Gast
#2631586
Hallo, ich habe ein Problem mit einem DOG-M-Display: es läuft an 40cm Litze mit 9.2MHz SPI-Takt (18,43MHz/2) ebenso mit 2.3MHz (18,43MHz/8), aber nicht mit 4.6MHz (18,43MHz/4)?! Mit 4.6MHz erscheint der in Endlosschleife ausgegebene Test-Text oft an falscher Stelle. Woran könnte das liegen? Ich weiss nicht, was der Displaychip ST7036 eigentlich schaffen sollte. Einerseits steht im Datenblatt (http://www.lcd-module.de/eng/pdf/zubehoer/st7036.pdf) auf S.55: "SCL L pulse width min 120ns" (d.h. 8 MHz bei 5V), andererseits "Serial Clock Period min 100ns" (d.h. 10 MHz).

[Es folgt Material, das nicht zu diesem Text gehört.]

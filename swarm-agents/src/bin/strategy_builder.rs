use agent_sdk::{AgentConfig, BaseAgent, LocalClient};
use anyhow::Result;
use swarm_agents::agents::StrategyBuilderAgent;

/// Backtest the candidate thresholds once and publish a draft plan
#[tokio::main]
async fn main() -> Result<()> {
    swarm_agents::init_tracing();

    let router = swarm_agents::host_router()?;
    let config = AgentConfig::new("strategy-builder")?.with_heartbeat_secs(5)?;
    let mut agent = BaseAgent::new(config, LocalClient::new(), StrategyBuilderAgent::new(&router));

    swarm_agents::run_until_ctrl_c(&mut agent).await
}
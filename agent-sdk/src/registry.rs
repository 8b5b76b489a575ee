//! Local tool registry
//!
//! A tool is a named invocable taking a JSON payload. The registrant picks
//! whether the invocable is synchronous or asynchronous; sync invocables are
//! run on the blocking pool so they never stall the agent's loop.

use anyhow::Result;
use futures::future::BoxFuture;
use serde_json::Value;
use std::collections::HashMap;
use std::fmt;
use std::future::Future;
use std::sync::Arc;
use tracing::debug;

use crate::error::CallError;

type SyncFn = dyn Fn(Value) -> Result<Value> + Send + Sync;
type AsyncFn = dyn Fn(Value) -> BoxFuture<'static, Result<Value>> + Send + Sync;

/// How a registered tool executes
#[derive(Clone)]
pub enum Invocable {
    /// Plain function, executed off the scheduling thread
    Sync(Arc<SyncFn>),
    /// Function returning a future, awaited in place
    Async(Arc<AsyncFn>),
}

impl Invocable {
    pub fn sync<F>(f: F) -> Self
    where
        F: Fn(Value) -> Result<Value> + Send + Sync + 'static,
    {
        Invocable::Sync(Arc::new(f))
    }

    pub fn asynchronous<F, Fut>(f: F) -> Self
    where
        F: Fn(Value) -> Fut + Send + Sync + 'static,
        Fut: Future<Output = Result<Value>> + Send + 'static,
    {
        Invocable::Async(Arc::new(move |payload| Box::pin(f(payload))))
    }

    pub fn is_async(&self) -> bool {
        matches!(self, Invocable::Async(_))
    }

    /// Run the invocable. Errors it returns come back unchanged.
    pub async fn invoke(&self, name: &str, payload: Value) -> Result<Value> {
        match self {
            Invocable::Async(f) => f(payload).await,
            Invocable::Sync(f) => {
                let f = Arc::clone(f);
                match tokio::task::spawn_blocking(move || f(payload)).await {
                    Ok(result) => result,
                    Err(e) if e.is_panic() => Err(CallError::ToolPanicked {
                        name: name.to_string(),
                    }
                    .into()),
                    Err(e) => Err(anyhow::anyhow!("tool `{}` was cancelled: {}", name, e)),
                }
            }
        }
    }
}

impl fmt::Debug for Invocable {
    fn fmt(&self, f: &mut fmt::Formatter<'_>) -> fmt::Result {
        match self {
            Invocable::Sync(_) => f.write_str("Invocable::Sync"),
            Invocable::Async(_) => f.write_str("Invocable::Async"),
        }
    }
}

/// A named unit of work owned by one registry
#[derive(Debug, Clone)]
pub struct Tool {
    pub name: String,
    pub invocable: Invocable,
}

/// Name -> tool mapping. Registering an existing name replaces it.
#[derive(Debug, Default)]
pub struct ToolRegistry {
    tools: HashMap<String, Tool>,
}

impl ToolRegistry {
    pub fn new() -> Self {
        Self::default()
    }

    pub fn register(&mut self, name: impl Into<String>, invocable: Invocable) {
        let name = name.into();
        let replaced = self
            .tools
            .insert(
                name.clone(),
                Tool {
                    name: name.clone(),
                    invocable,
                },
            )
            .is_some();
        debug!("Registered tool {} (replaced: {})", name, replaced);
    }

    pub fn get(&self, name: &str) -> Option<&Tool> {
        self.tools.get(name)
    }

    pub fn contains(&self, name: &str) -> bool {
        self.tools.contains_key(name)
    }

    pub fn len(&self) -> usize {
        self.tools.len()
    }

    pub fn is_empty(&self) -> bool {
        self.tools.is_empty()
    }

    /// Registered names, sorted
    pub fn names(&self) -> Vec<String> {
        let mut names: Vec<String> = self.tools.keys().cloned().collect();
        names.sort();
        names
    }

    /// Look up `name` and run it with `payload`
    pub async fn call(&self, name: &str, payload: Value) -> Result<Value> {
        let tool = self.tools.get(name).ok_or_else(|| CallError::ToolNotFound {
            name: name.to_string(),
        })?;
        tool.invocable.invoke(&tool.name, payload).await
    }
}
//! Application layer: signing outbound requests and checking inbound callbacks.
//!
//! [`builder::RequestBuilder`] assembles and signs the form fields sent to the
//! gateway, [`verifier::SignatureVerifier`] checks the fields it posts back.
//! Both delegate hashing to [`signature`].

pub mod builder;
pub mod signature;
pub mod verifier;
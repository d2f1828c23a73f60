use thiserror::Error;

/// Raised when the supplied attributes cannot form a gateway request.
///
/// No partially built request is ever returned alongside this error.
#[derive(Error, Debug, PartialEq, Eq)]
pub enum ConstructionError {
    #[error("missing required field: {0}")]
    MissingRequiredField(&'static str),
    #[error("invalid value for {field}: {reason}")]
    InvalidField { field: &'static str, reason: String },
}

#[derive(Error, Debug)]
pub enum GatewayError {
    #[error("Construction error: {0}")]
    Construction(#[from] ConstructionError),
    #[error("CSV error: {0}")]
    CsvError(#[from] csv::Error),
    #[error("JSON error: {0}")]
    JsonError(#[from] serde_json::Error),
    #[error("IO error: {0}")]
    IoError(#[from] std::io::Error),
}

pub type Result<T> = std::result::Result<T, GatewayError>;
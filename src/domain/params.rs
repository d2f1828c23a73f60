use serde::{Deserialize, Serialize};
use std::collections::BTreeMap;
use std::fmt;

/// A single form value as the gateway sees it.
#[derive(Debug, Serialize, Deserialize, PartialEq, Eq, Clone)]
#[serde(untagged)]
pub enum ParamValue {
    Int(u64),
    Text(String),
}

impl fmt::Display for ParamValue {
    fn fmt(&self, f: &mut fmt::Formatter<'_>) -> fmt::Result {
        match self {
            Self::Int(value) => write!(f, "{value}"),
            Self::Text(value) => f.write_str(value),
        }
    }
}

impl From<&str> for ParamValue {
    fn from(value: &str) -> Self {
        Self::Text(value.to_string())
    }
}

impl From<String> for ParamValue {
    fn from(value: String) -> Self {
        Self::Text(value)
    }
}

impl From<u64> for ParamValue {
    fn from(value: u64) -> Self {
        Self::Int(value)
    }
}

/// Flattened, gateway-ready parameter set.
///
/// A field mapped to `None` is present but null: it still takes part in the
/// signature as an empty segment. A field missing from the map is skipped.
#[derive(Debug, Serialize, Deserialize, PartialEq, Eq, Clone, Default)]
#[serde(transparent)]
pub struct Params(BTreeMap<String, Option<ParamValue>>);

impl Params {
    pub fn new() -> Self {
        Self::default()
    }

    pub fn insert(&mut self, field: &str, value: Option<ParamValue>) {
        self.0.insert(field.to_string(), value);
    }

    pub fn contains(&self, field: &str) -> bool {
        self.0.contains_key(field)
    }

    /// Value of a field, `None` when the field is absent or null.
    pub fn get(&self, field: &str) -> Option<&ParamValue> {
        self.0.get(field).and_then(Option::as_ref)
    }

    /// Text rendering used on the wire: integers in decimal, null as empty.
    pub fn rendered(&self, field: &str) -> Option<String> {
        self.0
            .get(field)
            .map(|value| value.as_ref().map(ToString::to_string).unwrap_or_default())
    }

    pub fn signature(&self) -> Option<&str> {
        match self.get(super::fields::SIGNATURE) {
            Some(ParamValue::Text(signature)) => Some(signature),
            _ => None,
        }
    }

    pub fn len(&self) -> usize {
        self.0.len()
    }

    pub fn is_empty(&self) -> bool {
        self.0.is_empty()
    }

    pub fn iter(&self) -> impl Iterator<Item = (&str, Option<&ParamValue>)> {
        self.0.iter().map(|(k, v)| (k.as_str(), v.as_ref()))
    }
}

impl<K: Into<String>> FromIterator<(K, Option<ParamValue>)> for Params {
    fn from_iter<I: IntoIterator<Item = (K, Option<ParamValue>)>>(iter: I) -> Self {
        Self(iter.into_iter().map(|(k, v)| (k.into(), v)).collect())
    }
}
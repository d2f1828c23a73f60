#![allow(dead_code)]

use std::io::{Error, Write};
use std::path::PathBuf;
use tempfile::TempDir;

pub const FIXTURE_SIGNATURE: &str = "f5bec689b57ebefa81c84d184f4bca05e7e8e106";

/// Callback fields for a 1.00 EUR payment, signed with an empty certificate
/// and the `Rspec` contribution tag.
pub fn callback_json(signature: &str) -> String {
    format!(
        r#"{{"vads_payment_config":"SINGLE","vads_ctx_mode":null,"vads_contrib":"Rspec","vads_action_mode":"INTERACTIVE","vads_page_action":"PAYMENT","vads_validation_mode":"1","vads_shop_url":"","vads_trans_id":"000002","vads_site_id":null,"signature":"{signature}","vads_return_mode":"POST","vads_currency":"978","vads_shop_name":"","vads_amount":100,"vads_version":"V2","vads_trans_date":"20120420121326"}}"#
    )
}

pub fn write_file(dir: &TempDir, name: &str, contents: &str) -> Result<PathBuf, Error> {
    let path = dir.path().join(name);
    let mut file = std::fs::File::create(&path)?;
    file.write_all(contents.as_bytes())?;
    Ok(path)
}

pub fn generate_batch_csv(dir: &TempDir, rows: usize) -> Result<PathBuf, Error> {
    let path = dir.path().join("batch.csv");
    let mut wtr = csv::WriterBuilder::new().from_path(&path)?;
    wtr.write_record(["amount", "trans_id", "trans_date", "page_action", "identifier"])?;

    for i in 1..=rows {
        wtr.write_record([
            (i * 100).to_string().as_str(),
            i.to_string().as_str(),
            "20120420121326",
            "",
            "",
        ])?;
    }

    wtr.flush()?;
    Ok(path)
}
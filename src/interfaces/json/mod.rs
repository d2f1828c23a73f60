pub mod params_io;
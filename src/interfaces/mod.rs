//! Adapters between external formats and the domain types.

pub mod csv;
pub mod json;
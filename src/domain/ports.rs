use chrono::{DateTime, Utc};

/// Source of "now" for requests that do not carry their own date.
pub trait Clock: Send + Sync {
    fn now(&self) -> DateTime<Utc>;
}

pub type ClockBox = Box<dyn Clock>;
use serde::{Deserialize, Serialize};
use std::fmt;
use std::str::FromStr;

/// Gateway environment the merchant site talks to.
#[derive(Debug, Serialize, Deserialize, PartialEq, Eq, Clone, Copy)]
#[serde(rename_all = "UPPERCASE")]
pub enum CtxMode {
    Test,
    Production,
}

impl CtxMode {
    pub fn as_str(&self) -> &'static str {
        match self {
            Self::Test => "TEST",
            Self::Production => "PRODUCTION",
        }
    }
}

impl fmt::Display for CtxMode {
    fn fmt(&self, f: &mut fmt::Formatter<'_>) -> fmt::Result {
        f.write_str(self.as_str())
    }
}

impl FromStr for CtxMode {
    type Err = String;

    fn from_str(s: &str) -> Result<Self, Self::Err> {
        match s.to_ascii_uppercase().as_str() {
            "TEST" => Ok(Self::Test),
            "PRODUCTION" => Ok(Self::Production),
            other => Err(format!("unknown context mode '{other}'")),
        }
    }
}

/// Merchant-side settings shared by every request and callback check.
///
/// Built once by the host application and then only borrowed. Unset values
/// are sent to the gateway as null fields; an unset certificate signs with
/// the empty string.
#[derive(Debug, Serialize, Deserialize, PartialEq, Eq, Clone, Default)]
#[serde(default)]
pub struct GatewayConfig {
    /// Shop identifier issued by the gateway.
    pub site_id: Option<String>,
    /// Shared secret appended to every signed payload.
    pub certificate: Option<String>,
    pub ctx_mode: Option<CtxMode>,
    /// Free-form tag naming the integrating application.
    pub contrib: Option<String>,
    pub shop_url: Option<String>,
    pub shop_name: Option<String>,
}

impl GatewayConfig {
    pub fn new() -> Self {
        Self::default()
    }

    pub fn with_site_id(mut self, site_id: impl Into<String>) -> Self {
        self.site_id = Some(site_id.into());
        self
    }

    pub fn with_certificate(mut self, certificate: impl Into<String>) -> Self {
        self.certificate = Some(certificate.into());
        self
    }

    pub fn with_ctx_mode(mut self, ctx_mode: CtxMode) -> Self {
        self.ctx_mode = Some(ctx_mode);
        self
    }

    pub fn with_contrib(mut self, contrib: impl Into<String>) -> Self {
        self.contrib = Some(contrib.into());
        self
    }

    pub fn with_shop_url(mut self, shop_url: impl Into<String>) -> Self {
        self.shop_url = Some(shop_url.into());
        self
    }

    pub fn with_shop_name(mut self, shop_name: impl Into<String>) -> Self {
        self.shop_name = Some(shop_name.into());
        self
    }

    /// Secret used for signing, empty when no certificate is configured.
    pub fn secret(&self) -> &str {
        self.certificate.as_deref().unwrap_or_default()
    }
}
pub mod clock;
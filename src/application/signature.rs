use crate::domain::fields::SIGNED_FIELDS;
use crate::domain::params::Params;
use sha1::{Digest, Sha1};

const SEPARATOR: char = '+';

/// Builds the exact string the gateway hashes.
///
/// Values are taken in [`SIGNED_FIELDS`] order. Null fields contribute an empty
/// segment, absent fields contribute nothing, and the secret is always last.
pub fn signing_payload(fields: &Params, secret: &str) -> String {
    let mut payload = String::new();
    for value in SIGNED_FIELDS
        .iter()
        .filter_map(|field| fields.rendered(field))
    {
        payload.push_str(&value);
        payload.push(SEPARATOR);
    }
    payload.push_str(secret);
    payload
}

/// Computes the lowercase hex SHA-1 signature of `fields` under `secret`.
pub fn compute(fields: &Params, secret: &str) -> String {
    let digest = Sha1::digest(signing_payload(fields, secret).as_bytes());
    hex::encode(digest)
}

#[cfg(test)]
mod tests {
    use super::*;
    use crate::domain::params::ParamValue;

    fn fixture() -> Params {
        [
            ("vads_payment_config", Some("SINGLE".into())),
            ("vads_ctx_mode", None),
            ("vads_contrib", Some("Rspec".into())),
            ("vads_action_mode", Some("INTERACTIVE".into())),
            ("vads_page_action", Some("PAYMENT".into())),
            ("vads_validation_mode", Some("1".into())),
            ("vads_shop_url", Some("".into())),
            ("vads_trans_id", Some("000002".into())),
            ("vads_site_id", None),
            ("vads_return_mode", Some("POST".into())),
            ("vads_currency", Some("978".into())),
            ("vads_shop_name", Some("".into())),
            ("vads_amount", Some(ParamValue::Int(100))),
            ("vads_version", Some("V2".into())),
            ("vads_trans_date", Some("20120420121326".into())),
        ]
        .into_iter()
        .collect()
    }

    #[test]
    fn test_payload_follows_gateway_order() {
        assert_eq!(
            signing_payload(&fixture(), "secret"),
            "INTERACTIVE+100+Rspec++978+PAYMENT+SINGLE+POST++++20120420121326+000002+1+V2+secret"
        );
    }

    #[test]
    fn test_known_digest_without_certificate() {
        assert_eq!(
            compute(&fixture(), ""),
            "f5bec689b57ebefa81c84d184f4bca05e7e8e106"
        );
    }

    #[test]
    fn test_known_digest_with_certificate() {
        assert_eq!(
            compute(&fixture(), "8877665544332211"),
            "8c9ef6e199bb59c0cc0d713d14cbf7297b157cad"
        );
    }

    #[test]
    fn test_signature_field_is_ignored() {
        let mut params = fixture();
        let before = compute(&params, "8877665544332211");
        params.insert("signature", Some("anything".into()));
        assert_eq!(compute(&params, "8877665544332211"), before);
    }

    #[test]
    fn test_leading_zeros_change_digest() {
        let mut params = fixture();
        params.insert("vads_trans_id", Some("2".into()));
        assert_ne!(
            compute(&params, ""),
            "f5bec689b57ebefa81c84d184f4bca05e7e8e106"
        );
    }

    #[test]
    fn test_null_differs_from_absent() {
        let params = fixture();
        let without_site_id: Params = params
            .iter()
            .filter(|(field, _)| *field != "vads_site_id")
            .map(|(field, value)| (field, value.cloned()))
            .collect();
        assert_ne!(compute(&without_site_id, ""), compute(&params, ""));
    }

    #[test]
    fn test_integer_and_text_render_alike() {
        let mut params = fixture();
        params.insert("vads_amount", Some("100".into()));
        assert_eq!(
            compute(&params, ""),
            "f5bec689b57ebefa81c84d184f4bca05e7e8e106"
        );
    }
}
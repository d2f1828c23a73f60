use super::signature;
use crate::domain::config::GatewayConfig;
use crate::domain::fields::*;
use crate::domain::params::{ParamValue, Params};
use crate::domain::ports::ClockBox;
use crate::domain::request::{TransDate, TransactionAttributes, TransactionRequest};
use crate::error::ConstructionError;
use crate::infrastructure::clock::SystemClock;
use tracing::debug;

/// Turns transaction requests into signed gateway parameter sets.
///
/// `RequestBuilder` borrows the merchant configuration, so every request built
/// from it sees the same site id, mode and certificate. Apart from asking the
/// clock for a default `vads_trans_date`, building is pure.
pub struct RequestBuilder<'a> {
    config: &'a GatewayConfig,
    clock: ClockBox,
}

impl<'a> RequestBuilder<'a> {
    /// Creates a builder stamping undated requests with the system clock.
    pub fn new(config: &'a GatewayConfig) -> Self {
        Self::with_clock(config, Box::new(SystemClock::new()))
    }

    pub fn with_clock(config: &'a GatewayConfig, clock: ClockBox) -> Self {
        Self { config, clock }
    }

    /// Infers the request kind from `attributes`, then builds and signs it.
    ///
    /// Fails with [`ConstructionError::MissingRequiredField`] when the fields
    /// required by the inferred kind are not all present.
    pub fn build(&self, attributes: TransactionAttributes) -> Result<Params, ConstructionError> {
        let request = TransactionRequest::try_from(attributes)?;
        Ok(self.build_request(&request))
    }

    /// Builds the signed parameter set for an already validated request.
    pub fn build_request(&self, request: &TransactionRequest) -> Params {
        let mut params = self.base_params(request);

        match request {
            TransactionRequest::Payment(payment) => {
                params.insert(AMOUNT, Some(payment.amount.into()));
                params.insert(TRANS_ID, Some(payment.trans_id.as_str().into()));
                params.insert(CURRENCY, Some(CURRENCY_EUR.into()));
                params.insert(PAYMENT_CONFIG, Some(PAYMENT_CONFIG_SINGLE.into()));
                if let Some(identifier) = &payment.identifier {
                    params.insert(IDENTIFIER, Some(identifier.as_str().into()));
                }
            }
            TransactionRequest::Management(management) => {
                params.insert(AMOUNT, None);
                params.insert(TRANS_ID, None);
                params.insert(CURRENCY, None);
                params.insert(PAYMENT_CONFIG, None);
                params.insert(IDENTIFIER, Some(management.identifier.as_str().into()));
            }
        }

        let signature = signature::compute(&params, self.config.secret());
        debug!(
            page_action = request.page_action(),
            trans_id = ?params.get(TRANS_ID),
            "Built gateway request"
        );
        params.insert(SIGNATURE, Some(signature.into()));
        params
    }

    fn base_params(&self, request: &TransactionRequest) -> Params {
        let config = self.config;
        let trans_date = request
            .trans_date()
            .cloned()
            .unwrap_or_else(|| TransDate::from_datetime(self.clock.now()));

        let mut params = Params::new();
        params.insert(SITE_ID, config.site_id.clone().map(ParamValue::from));
        params.insert(CTX_MODE, config.ctx_mode.map(|mode| mode.as_str().into()));
        params.insert(CONTRIB, config.contrib.clone().map(ParamValue::from));
        params.insert(ACTION_MODE, Some(ACTION_MODE_INTERACTIVE.into()));
        params.insert(PAGE_ACTION, Some(request.page_action().into()));
        params.insert(VALIDATION_MODE, Some(VALIDATION_MODE_DEFAULT.into()));
        params.insert(
            SHOP_URL,
            Some(config.shop_url.clone().unwrap_or_default().into()),
        );
        params.insert(RETURN_MODE, Some(RETURN_MODE_POST.into()));
        params.insert(
            SHOP_NAME,
            Some(config.shop_name.clone().unwrap_or_default().into()),
        );
        params.insert(VERSION, Some(PROTOCOL_VERSION.into()));
        params.insert(TRANS_DATE, Some(trans_date.as_str().into()));
        params
    }
}
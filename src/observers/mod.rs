//! # Event observers.
//!
//! This module provides the [`Observer`] trait, the closure adapter [`ObserverFn`], and
//! (with the `logging` feature) the tracing observer `LogObserver`.
//!
//! ## Observer types
//! - **Caller observers** - receive one submission's events (closures, channels)
//! - **Internal observers** - slot release and key fan-out wrap the caller's observer

mod gate;
#[cfg(feature = "logging")]
mod log;
mod observer;

pub(crate) use gate::Gated;
#[cfg(feature = "logging")]
pub use log::LogObserver;
pub use observer::{Observer, ObserverFn, ObserverRef};
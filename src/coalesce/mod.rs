//! # Key-based coalescing
//!
//! [`KeyedCoalescer`] deduplicates concurrent work by key on top of an
//! [`AdmissionQueue`](crate::AdmissionQueue).
//!
//! ```text
//! CoalescedTask::start(observer, lifetime)
//!     ├─ key in flight ─► attach observer (sees events from now on, no replay)
//!     └─ key idle      ─► open flight ─► QueuedTask::start(fan-out, flight lifetime)
//!
//! event from the execution ─► fan-out ─► every attached observer, same order
//! terminal event           ─► key removed ─► terminal fanned out ─► next start opens a new flight
//!
//! caller lifetime ends ─► observer detached
//!     └─ it was the last one ─► flight lifetime ends (execution cancelled, slot freed, key removed)
//! ```
//!
//! Coalescing is per coalescer instance; two coalescers sharing one queue share its limit but not
//! their keys.

mod core;
mod registry;

pub use self::core::{CoalescedTask, KeyedCoalescer};
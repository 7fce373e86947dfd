//! # Cancellation scope of a single submission.
//!
//! A [`Lifetime`] is handed to [`Task::start`](crate::Task::start) together with the observer.
//! It ends at most once. Ending it:
//! - cancels the underlying [`CancellationToken`] (async task bodies watch it);
//! - runs every hook registered with [`Lifetime::on_end`], exactly once, on the ending thread.
//!
//! Hooks registered after the lifetime ended run immediately on the registering thread.
//! A hook that is no longer needed can be dropped with [`Lifetime::remove_hook`], so a long-lived
//! lifetime shared by many submissions does not accumulate them.
//!
//! ## Example
//! ```rust
//! use std::sync::Arc;
//! use std::sync::atomic::{AtomicUsize, Ordering};
//! use taskgate::Lifetime;
//!
//! let lifetime = Lifetime::new();
//! let hits = Arc::new(AtomicUsize::new(0));
//!
//! let h = Arc::clone(&hits);
//! lifetime.on_end(move || { h.fetch_add(1, Ordering::SeqCst); });
//!
//! lifetime.end();
//! lifetime.end(); // no-op
//! assert_eq!(hits.load(Ordering::SeqCst), 1);
//! assert!(lifetime.token().is_cancelled());
//! ```

use std::collections::BTreeMap;
use std::fmt;
use std::sync::Arc;

use parking_lot::Mutex;
use tokio_util::sync::CancellationToken;

type Hook = Box<dyn FnOnce() + Send + 'static>;

/// Shared cancellation scope (cheap to clone; all clones observe the same state).
#[derive(Clone, Default)]
pub struct Lifetime {
    inner: Arc<Inner>,
}

#[derive(Default)]
struct Inner {
    token: CancellationToken,
    state: Mutex<HookState>,
}

#[derive(Default)]
struct HookState {
    ended: bool,
    next_hook: u64,
    // Keyed by registration order.
    hooks: BTreeMap<u64, Hook>,
}

/// Handle to a hook registered with [`Lifetime::on_end`].
#[derive(Debug, Clone, Copy, PartialEq, Eq, Hash)]
pub struct HookId(u64);

impl Lifetime {
    /// Creates a live lifetime.
    pub fn new() -> Self {
        Self::default()
    }

    /// Returns the token cancelled when this lifetime ends.
    pub fn token(&self) -> CancellationToken {
        self.inner.token.clone()
    }

    /// Returns `true` once [`end`](Self::end) has been called on any clone.
    pub fn is_ended(&self) -> bool {
        self.inner.state.lock().ended
    }

    /// Ends the lifetime: cancels the token and runs all hooks.
    ///
    /// Idempotent; only the first call does anything.
    pub fn end(&self) {
        let hooks = {
            let mut state = self.inner.state.lock();
            if state.ended {
                return;
            }
            state.ended = true;
            std::mem::take(&mut state.hooks)
        };

        self.inner.token.cancel();
        for hook in hooks.into_values() {
            hook();
        }
    }

    /// Registers a hook to run when the lifetime ends.
    ///
    /// Runs `hook` right away if the lifetime has already ended. The returned id can be passed to
    /// [`remove_hook`](Self::remove_hook).
    pub fn on_end(&self, hook: impl FnOnce() + Send + 'static) -> HookId {
        let id = {
            let mut state = self.inner.state.lock();
            let id = state.next_hook;
            state.next_hook += 1;
            if !state.ended {
                state.hooks.insert(id, Box::new(hook));
                return HookId(id);
            }
            id
        };
        hook();
        HookId(id)
    }

    /// Unregisters a hook that has not run yet.
    ///
    /// Returns `false` if the hook already ran or was removed before.
    pub fn remove_hook(&self, id: HookId) -> bool {
        let removed = self.inner.state.lock().hooks.remove(&id.0);
        removed.is_some()
    }

    #[cfg(test)]
    pub(crate) fn hook_count(&self) -> usize {
        self.inner.state.lock().hooks.len()
    }

    /// Waits until the lifetime ends.
    pub async fn ended(&self) {
        self.inner.token.cancelled().await;
    }
}

impl fmt::Debug for Lifetime {
    fn fmt(&self, f: &mut fmt::Formatter<'_>) -> fmt::Result {
        let state = self.inner.state.lock();
        f.debug_struct("Lifetime")
            .field("ended", &state.ended)
            .field("hooks", &state.hooks.len())
            .finish()
    }
}
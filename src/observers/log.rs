//! # LogObserver - event tracer
//!
//! An observer that records every event through `tracing` and then forwards it.
//! Use it to see what a submission receives without changing the consumer.
//!
//! ## Example output (with a fmt subscriber)
//! ```text
//! DEBUG taskgate::observers::log: event label="thumb" kind="value" value=3
//! INFO  taskgate::observers::log: execution completed label="thumb"
//! WARN  taskgate::observers::log: execution failed label="thumb" error="timeout"
//! ```

use std::borrow::Cow;
use std::fmt::Debug;
use std::sync::Arc;

use tracing::{debug, info, warn};

use crate::events::Event;
use crate::observers::{Observer, ObserverRef};

/// Event tracing observer.
pub struct LogObserver<V, E> {
    label: Cow<'static, str>,
    inner: Option<ObserverRef<V, E>>,
}

impl<V, E> LogObserver<V, E> {
    /// Logs events under `label`, then forwards them to `inner`.
    #[must_use]
    pub fn new(label: impl Into<Cow<'static, str>>, inner: ObserverRef<V, E>) -> Self {
        Self {
            label: label.into(),
            inner: Some(inner),
        }
    }

    /// Logs events under `label` and drops them.
    #[must_use]
    pub fn sink(label: impl Into<Cow<'static, str>>) -> Self {
        Self {
            label: label.into(),
            inner: None,
        }
    }

    /// Same as [`LogObserver::new`], returned as a shared handle.
    pub fn arc(label: impl Into<Cow<'static, str>>, inner: ObserverRef<V, E>) -> Arc<Self> {
        Arc::new(Self::new(label, inner))
    }
}

impl<V, E> Observer<V, E> for LogObserver<V, E>
where
    V: Debug + 'static,
    E: Debug + 'static,
{
    fn on_event(&self, event: &Event<V, E>) {
        match event {
            Event::Value(v) => {
                debug!(label = %self.label, kind = "value", value = ?v, "event");
            }
            Event::Completed => {
                info!(label = %self.label, "execution completed");
            }
            Event::Failed(e) => {
                warn!(label = %self.label, error = ?e, "execution failed");
            }
        }
        if let Some(inner) = &self.inner {
            inner.on_event(event);
        }
    }
}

Ich habe ein paar Oszi-Bilder der Signale gemacht: http://home.arcor.de/devpoint/doc/problem.pdf CLK ist auf dem Display-PCB terminiert: 68 Ohm + 180pf AC-Terminierung. Alle anderen Signale nicht. Das CLK-Signal sieht IMHO bei 4.6/9.2MHz gut aus. Auf MOSI/CS/RS sind dagegen viele Störungen. Ich weiss nicht, woher das kommt. Vieleicht vom GPIO-Chip (MCP23S17), unter dem alle SPI-Signale durchlaufen? Aber wenn dieses Rauschen bei 9.2MHz nicht stört, sollte es bei 4.6MHz erst recht nicht stören, oder? Testweise habe ich eine AC-Terminierung an RS/CS/MOIS gehängt - ohne Effekt. Die SPI-Signale sind bei mir auf der kleinen Hauptplatine so zu diversen ICs/Headern so geführt, wie es am besten in das Layout gepasst hat, also ohne besondere Struktur (insbesondere nicht nacheinander). Alles auf ca 7x7cm, siehe pdf. Auf der Displayplatine sind zwei weitere SPI-Slaves: das Display und der GPIO-Chip. Die Platinen sind wg. der Temperaturanforderungen durch Einzeladern statt Flachbandkabel verbundern. Welche SPI-Frequenz kann man realistischerweise von einem DOG-M163 (3 x 16) an 40cm Litze erwarten?